### Exercise goal:
Go over the data and keep only the lines that include "PathBuf".

### Given data:
--------
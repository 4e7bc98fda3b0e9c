//! Navgraph CLI - value portfolio hierarchies from a stream of stock prices.
//!
//! # Usage
//!
//! ```bash
//! # Print every value change as NAME,PRICE rows
//! navgraph value --structure book.csv --prices ticks.csv --format csv
//!
//! # Final state of every component, with the delta strategy disabled
//! navgraph value -s book.csv -p ticks.csv --strategy full_recompute --snapshot
//!
//! # Follow a price file while another process appends to it
//! navgraph watch -s book.csv -p live.csv --idle-timeout-ms 5000
//!
//! # Ranks, pending inputs and sensitivities
//! navgraph inspect -s book.csv --sensitivities
//!
//! # Effective configuration
//! navgraph --config navgraph.toml config show
//! ```
//!
//! Logs go to stderr; `RUST_LOG` overrides the default filter.

use anyhow::Result;
use clap::Parser;
use tracing_subscriber::{layer::SubscriberExt, util::SubscriberInitExt, EnvFilter};

mod cli;
mod commands;
mod output;

use cli::{Cli, Commands};

fn main() -> Result<()> {
    let cli = Cli::parse();

    // Keep stdout for results
    let default_filter = match (cli.verbose, cli.quiet) {
        (true, _) => "navgraph=debug",
        (false, true) => "navgraph=warn",
        (false, false) => "navgraph=info",
    };
    let filter =
        EnvFilter::try_from_default_env().unwrap_or_else(|_| EnvFilter::new(default_filter));
    tracing_subscriber::registry()
        .with(filter)
        .with(tracing_subscriber::fmt::layer().with_writer(std::io::stderr))
        .init();

    let format = cli.format;
    let config = cli.config.as_path();

    match cli.command {
        Commands::Value(args) => commands::value::execute(args, config, format, cli.quiet)?,
        Commands::Watch(args) => commands::watch::execute(args, config, format)?,
        Commands::Inspect(args) => commands::inspect::execute(args, config, format)?,
        Commands::Config(args) => commands::config::execute(args, config, format)?,
    }

    Ok(())
}
//! Value command implementation.
//!
//! Builds the graph from a structure file, applies every row of a price
//! file in order, and prints either each change or the final state.

use std::io;
use std::path::{Path, PathBuf};

use anyhow::{Context, Result};
use clap::Args;

use navgraph_config::Validate;
use navgraph_core::{CollectingSink, ErrorPolicy, NullSink, StrategyKind};
use navgraph_engine::{StreamSummary, StreamingLoop};
use navgraph_ext_file::{CsvPriceWriter, PriceReader};

use crate::cli::OutputFormat;
use crate::commands::{build_graph, engine_settings, load_config, parse_strategy};
use crate::output::{print_events, print_header, print_output, print_snapshot, KeyValue};

/// Arguments for the value command.
#[derive(Args, Debug)]
pub struct ValueArgs {
    /// Structure file (`NAME,SHARES` blocks)
    #[arg(short, long)]
    pub structure: PathBuf,

    /// Price file (`NAME,PRICE` rows)
    #[arg(short, long)]
    pub prices: PathBuf,

    /// Propagation strategy: sensitivity or full_recompute
    #[arg(long, value_parser = parse_strategy)]
    pub strategy: Option<StrategyKind>,

    /// Stop after this many price rows
    #[arg(short = 'n', long)]
    pub max_updates: Option<usize>,

    /// Stop at the first row that cannot be applied
    #[arg(long)]
    pub abort_on_error: bool,

    /// Print the final state of every component instead of each change
    #[arg(long)]
    pub snapshot: bool,

    /// Decimal places for printed prices
    #[arg(long)]
    pub precision: Option<usize>,
}

/// Execute the value command.
pub fn execute(
    args: ValueArgs,
    config_path: &Path,
    format: OutputFormat,
    quiet: bool,
) -> Result<()> {
    let mut config = load_config(config_path)?;
    if let Some(max) = args.max_updates {
        config.stream.max_updates = Some(max);
    }
    if args.abort_on_error {
        config.stream.on_error = ErrorPolicy::Abort;
    }
    if let Some(precision) = args.precision {
        config.output.precision = precision;
    }
    config
        .validate_or_error()
        .context("checking settings after command-line overrides")?;

    let mut graph = build_graph(&args.structure, &engine_settings(&config, args.strategy))?;
    let reader = PriceReader::from_path(&args.prices)
        .with_context(|| format!("opening price file {}", args.prices.display()))?;

    let summary = if args.snapshot {
        let summary = StreamingLoop::new(&mut graph, NullSink)
            .with_settings(&config.stream)
            .run(reader)?;
        print_snapshot(&graph.snapshot(), format, &config.output)?;
        summary
    } else if format == OutputFormat::Csv {
        let writer = CsvPriceWriter::new(io::stdout())?
            .with_precision(config.output.precision)
            .with_stocks(config.output.include_stocks);
        StreamingLoop::new(&mut graph, writer)
            .with_settings(&config.stream)
            .run(reader)?
    } else {
        let mut sink = CollectingSink::new();
        let summary = StreamingLoop::new(&mut graph, &mut sink)
            .with_settings(&config.stream)
            .run(reader)?;
        print_events(sink.events(), format, &config.output)?;
        summary
    };

    if format == OutputFormat::Table && !quiet {
        print_summary(&summary, graph.strategy())?;
    }

    Ok(())
}

fn print_summary(summary: &StreamSummary, strategy: StrategyKind) -> Result<()> {
    print_header("Summary");
    let rows = vec![
        KeyValue::new("Strategy", strategy),
        KeyValue::new("Records", summary.records()),
        KeyValue::new("Applied", summary.applied),
        KeyValue::new("Unchanged", summary.unchanged),
        KeyValue::new("Rejected", summary.rejected),
        KeyValue::new("Events", summary.events),
    ];
    print_output(&rows, OutputFormat::Table)
}
//! Navgraph Configuration Layer
//!
//! This crate provides configuration management for the Navgraph valuation
//! graph. Settings are grouped by the component they drive:
//!
//! - **Engine**: propagation strategy and parallel precomputation threshold
//! - **Stream**: poll interval, idle timeout, update bound and error policy
//! - **Output**: printed precision and whether stock events are shown
//!
//! Every section has defaults, so an empty file (or no file) is a valid
//! configuration.
//!
//! # Example
//!
//! ```toml
//! [engine]
//! strategy = "sensitivity"       # or "full_recompute"
//!
//! [stream]
//! poll_interval_ms = 250
//! idle_timeout_ms = 5000
//! on_error = "skip"              # or "abort"
//!
//! [output]
//! precision = 4
//! include_stocks = false
//! ```

#![warn(missing_docs)]
#![warn(clippy::all)]
#![deny(unsafe_code)]

mod error;
mod settings;

pub use error::{ConfigError, ConfigResult, Validate, ValidationError};
pub use settings::{EngineSettings, NavGraphConfig, OutputSettings, StreamSettings};

/// Prelude module for convenient imports.
pub mod prelude {
    pub use crate::error::{ConfigError, ConfigResult, Validate};
    pub use crate::settings::{EngineSettings, NavGraphConfig, OutputSettings, StreamSettings};
}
--------
### Solution for this task:
use std::path::{Path, PathBuf};
    pub structure: PathBuf,
    pub prices: PathBuf,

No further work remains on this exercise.